Debe
de resultar muy duro para una palabra resignarse a dejar de vivir en el centro y ser desterrada a la periferia, perder esa aureola invencible de lo casi prohibido y convertirse en
un término inane, en desuso y con cierto aire -como se dice ahora-
viejuno.
El franquismo quiso abolir esta palabra de aroma revolucionario y
sustituirla por 'productor', pero, como
era de esperar, semejante disparate tecnocrático no cuajó. En aquellos años,
utilizar 'obrero' en cualquiera de sus flexiones era significarse. Leer Mundo Obrero, interesarse por el
movimiento obrero, ser un cura obrero, estar afiliado clandestinamente a Comisiones Obreras...

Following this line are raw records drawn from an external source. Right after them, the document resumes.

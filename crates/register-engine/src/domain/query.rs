//! # Register Queries
//!
//! Filter, sort and pagination semantics for register and index reads.
//! Filters combine with AND; every sort ends with a ledger-order tie-break
//! (year, then `yearly_seq`, both ascending) so that pages are deterministic.

use crate::domain::entities::{IndexEntry, RegisterEntry};
use crate::domain::errors::ValidationError;
use chrono::NaiveDate;
use serde::{Deserialize, Serialize};
use std::cmp::Ordering;

/// Default page size.
pub const DEFAULT_PAGE_SIZE: usize = 50;

/// Sort key for register queries.
#[derive(Debug, Clone, Copy, PartialEq, Eq, Default, Serialize, Deserialize)]
pub enum SortKey {
    /// Register number.
    #[default]
    YearlySeq,
    /// Execution date.
    ExecutedAt,
    /// Classification, case-insensitive.
    NatureOfDeed,
}

/// Sort key for index queries.
#[derive(Debug, Clone, Copy, PartialEq, Eq, Default, Serialize, Deserialize)]
pub enum IndexSortKey {
    /// Alphabetical klapper order.
    #[default]
    AppearerName,
    /// Register number.
    YearlySeq,
    /// Execution date.
    ExecutedAt,
    /// Classification, case-insensitive.
    NatureOfDeed,
}

/// Sort direction.
#[derive(Debug, Clone, Copy, PartialEq, Eq, Default, Serialize, Deserialize)]
pub enum SortDirection {
    /// Ascending.
    #[default]
    Asc,
    /// Descending.
    Desc,
}

impl SortDirection {
    fn apply(&self, ordering: Ordering) -> Ordering {
        match self {
            SortDirection::Asc => ordering,
            SortDirection::Desc => ordering.reverse(),
        }
    }
}

/// Filter over register entries.
#[derive(Debug, Clone, PartialEq, Eq, Serialize, Deserialize)]
pub struct RegisterFilter {
    /// Year of execution.
    pub year: Option<i32>,
    /// Month of execution (1-12).
    pub month: Option<u32>,
    /// PPAT flag.
    pub is_land_registry_act: Option<bool>,
    /// Case-insensitive substring of the classification or any appearer.
    pub search: Option<String>,
    /// Inclusive lower bound on the execution date.
    pub executed_from: Option<NaiveDate>,
    /// Inclusive upper bound on the execution date.
    pub executed_to: Option<NaiveDate>,
    /// Sort key.
    pub sort: SortKey,
    /// Sort direction.
    pub direction: SortDirection,
    /// Rows to skip.
    pub offset: usize,
    /// Page size.
    pub limit: usize,
}

impl Default for RegisterFilter {
    fn default() -> Self {
        Self {
            year: None,
            month: None,
            is_land_registry_act: None,
            search: None,
            executed_from: None,
            executed_to: None,
            sort: SortKey::default(),
            direction: SortDirection::default(),
            offset: 0,
            limit: DEFAULT_PAGE_SIZE,
        }
    }
}

impl RegisterFilter {
    /// Entries of one calendar month.
    pub fn for_month(year: i32, month: u32) -> Self {
        Self {
            year: Some(year),
            month: Some(month),
            ..Default::default()
        }
    }

    /// Entries of one year.
    pub fn for_year(year: i32) -> Self {
        Self {
            year: Some(year),
            ..Default::default()
        }
    }

    /// Set the sort order.
    pub fn sorted_by(mut self, sort: SortKey, direction: SortDirection) -> Self {
        self.sort = sort;
        self.direction = direction;
        self
    }

    /// Set the free-text search.
    pub fn with_search(mut self, search: impl Into<String>) -> Self {
        self.search = Some(search.into());
        self
    }

    /// Set offset and limit.
    pub fn page(mut self, offset: usize, limit: usize) -> Self {
        self.offset = offset;
        self.limit = limit;
        self
    }

    /// Reject malformed filters.
    pub fn validate(&self) -> Result<(), ValidationError> {
        check_common(self.month, self.executed_from, self.executed_to, self.limit)
    }

    /// Whether an entry passes every filter.
    pub fn matches(&self, entry: &RegisterEntry) -> bool {
        if self.year.is_some_and(|y| entry.year() != y) {
            return false;
        }
        if self.month.is_some_and(|m| entry.month() != m) {
            return false;
        }
        if self
            .is_land_registry_act
            .is_some_and(|flag| entry.is_land_registry_act != flag)
        {
            return false;
        }
        if !within(entry.executed_at, self.executed_from, self.executed_to) {
            return false;
        }
        match normalised_needle(self.search.as_deref()) {
            Some(needle) => {
                contains_ci(&entry.nature_of_deed, &needle)
                    || entry
                        .appearer_names
                        .iter()
                        .any(|name| contains_ci(name, &needle))
            }
            None => true,
        }
    }

    /// Order two entries by the configured sort.
    pub fn compare(&self, a: &RegisterEntry, b: &RegisterEntry) -> Ordering {
        let primary = match self.sort {
            SortKey::YearlySeq => ledger_order(a.year(), a.yearly_seq, b.year(), b.yearly_seq),
            SortKey::ExecutedAt => a.executed_at.cmp(&b.executed_at),
            SortKey::NatureOfDeed => cmp_ci(&a.nature_of_deed, &b.nature_of_deed),
        };
        self.direction
            .apply(primary)
            .then_with(|| ledger_order(a.year(), a.yearly_seq, b.year(), b.yearly_seq))
            .then_with(|| a.pool.cmp(&b.pool))
    }
}

/// Filter over index rows.
#[derive(Debug, Clone, PartialEq, Eq, Serialize, Deserialize)]
pub struct IndexFilter {
    /// Year of execution.
    pub year: Option<i32>,
    /// Month of execution (1-12).
    pub month: Option<u32>,
    /// First-letter bucket (case-insensitive; `#` for names without letters).
    pub first_letter: Option<char>,
    /// Case-insensitive substring of the name or classification.
    pub search: Option<String>,
    /// Inclusive lower bound on the execution date.
    pub executed_from: Option<NaiveDate>,
    /// Inclusive upper bound on the execution date.
    pub executed_to: Option<NaiveDate>,
    /// Sort key.
    pub sort: IndexSortKey,
    /// Sort direction.
    pub direction: SortDirection,
    /// Rows to skip.
    pub offset: usize,
    /// Page size.
    pub limit: usize,
}

impl Default for IndexFilter {
    fn default() -> Self {
        Self {
            year: None,
            month: None,
            first_letter: None,
            search: None,
            executed_from: None,
            executed_to: None,
            sort: IndexSortKey::default(),
            direction: SortDirection::default(),
            offset: 0,
            limit: DEFAULT_PAGE_SIZE,
        }
    }
}

impl IndexFilter {
    /// Rows under one first-letter bucket.
    pub fn for_letter(letter: char) -> Self {
        Self {
            first_letter: Some(letter),
            ..Default::default()
        }
    }

    /// Restrict to one year.
    pub fn in_year(mut self, year: i32) -> Self {
        self.year = Some(year);
        self
    }

    /// Set the free-text search.
    pub fn with_search(mut self, search: impl Into<String>) -> Self {
        self.search = Some(search.into());
        self
    }

    /// Set the sort order.
    pub fn sorted_by(mut self, sort: IndexSortKey, direction: SortDirection) -> Self {
        self.sort = sort;
        self.direction = direction;
        self
    }

    /// Set offset and limit.
    pub fn page(mut self, offset: usize, limit: usize) -> Self {
        self.offset = offset;
        self.limit = limit;
        self
    }

    /// Reject malformed filters.
    pub fn validate(&self) -> Result<(), ValidationError> {
        check_common(self.month, self.executed_from, self.executed_to, self.limit)
    }

    /// Whether a row passes every filter.
    pub fn matches(&self, row: &IndexEntry) -> bool {
        if self.year.is_some_and(|y| row.year() != y) {
            return false;
        }
        if self.month.is_some_and(|m| row.month() != m) {
            return false;
        }
        if let Some(letter) = self.first_letter {
            let wanted = letter.to_uppercase().next().unwrap_or(letter);
            if row.first_letter != wanted {
                return false;
            }
        }
        if !within(row.executed_at, self.executed_from, self.executed_to) {
            return false;
        }
        match normalised_needle(self.search.as_deref()) {
            Some(needle) => {
                contains_ci(&row.appearer_name, &needle) || contains_ci(&row.nature_of_deed, &needle)
            }
            None => true,
        }
    }

    /// Order two rows by the configured sort.
    pub fn compare(&self, a: &IndexEntry, b: &IndexEntry) -> Ordering {
        let primary = match self.sort {
            IndexSortKey::AppearerName => cmp_ci(&a.appearer_name, &b.appearer_name),
            IndexSortKey::YearlySeq => {
                ledger_order(a.year(), a.yearly_seq, b.year(), b.yearly_seq)
            }
            IndexSortKey::ExecutedAt => a.executed_at.cmp(&b.executed_at),
            IndexSortKey::NatureOfDeed => cmp_ci(&a.nature_of_deed, &b.nature_of_deed),
        };
        self.direction
            .apply(primary)
            .then_with(|| ledger_order(a.year(), a.yearly_seq, b.year(), b.yearly_seq))
            .then_with(|| a.pool.cmp(&b.pool))
            .then_with(|| a.id.position.cmp(&b.id.position))
    }
}

/// One page of results.
#[derive(Debug, Clone, PartialEq, Eq, Serialize, Deserialize)]
pub struct Page<T> {
    /// Rows of this page.
    pub items: Vec<T>,
    /// Number of rows matching the filter across all pages.
    pub total: usize,
    /// Offset this page starts at.
    pub offset: usize,
    /// Effective page size.
    pub limit: usize,
}

impl<T> Page<T> {
    /// Cut a page out of a fully sorted result set.
    pub fn from_sorted(rows: Vec<T>, offset: usize, limit: usize) -> Self {
        let total = rows.len();
        let items = rows.into_iter().skip(offset).take(limit).collect();
        Self {
            items,
            total,
            offset,
            limit,
        }
    }

    /// Whether this page has no rows (e.g. a NIHIL month).
    pub fn is_empty(&self) -> bool {
        self.items.is_empty()
    }

    /// Whether more rows follow this page.
    pub fn has_more(&self) -> bool {
        self.offset.saturating_add(self.items.len()) < self.total
    }
}

fn check_common(
    month: Option<u32>,
    from: Option<NaiveDate>,
    to: Option<NaiveDate>,
    limit: usize,
) -> Result<(), ValidationError> {
    if let Some(m) = month {
        if !(1..=12).contains(&m) {
            return Err(ValidationError::InvalidFilter {
                reason: format!("month {m} outside 1..=12"),
            });
        }
    }
    if let (Some(from), Some(to)) = (from, to) {
        if from > to {
            return Err(ValidationError::InvalidFilter {
                reason: format!("date range {from}..{to} is inverted"),
            });
        }
    }
    if limit == 0 {
        return Err(ValidationError::InvalidFilter {
            reason: "limit must be at least 1".to_string(),
        });
    }
    Ok(())
}

/// Register order: year first, then number within the year.
fn ledger_order(a_year: i32, a_seq: u64, b_year: i32, b_seq: u64) -> Ordering {
    a_year.cmp(&b_year).then(a_seq.cmp(&b_seq))
}

fn within(date: NaiveDate, from: Option<NaiveDate>, to: Option<NaiveDate>) -> bool {
    from.map_or(true, |f| date >= f) && to.map_or(true, |t| date <= t)
}

fn normalised_needle(search: Option<&str>) -> Option<String> {
    search
        .map(str::trim)
        .filter(|s| !s.is_empty())
        .map(str::to_lowercase)
}

fn contains_ci(haystack: &str, needle_lower: &str) -> bool {
    haystack.to_lowercase().contains(needle_lower)
}

fn cmp_ci(a: &str, b: &str) -> Ordering {
    a.to_lowercase().cmp(&b.to_lowercase())
}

Cincuenta años después, la palabra ha pasado
de moda, muy poca gente joven la emplea hoy. Sobrevive vergonzante en algunas siglas, pero preferimos trabajador, empleado, asalariado, operario... Da la impresión de que también algunos
vocablos contra Franco vivían mejor. Ha dejado de ser peligrosa sin que nadie
la haya perseguido.
La pintada que reproducimos de una pared actual nos resulta anacrónica, encantadoramente vintage o naif, una nieta nostálgica de aquellas de los años de la dictadura que podían salirte muy caras. Entonces no hubiera durado en el muro más de un día; hoy nadie le hace caso ni se molesta en
borrarla, convertida en grito mudo, en símbolo inofensivo, igual que esas camisetas adornadas con los símbolos revolucionarios soviéticos ofrecidas como souvenir para turistas.
El final de la revolución comienza con el desgaste de sus palabras.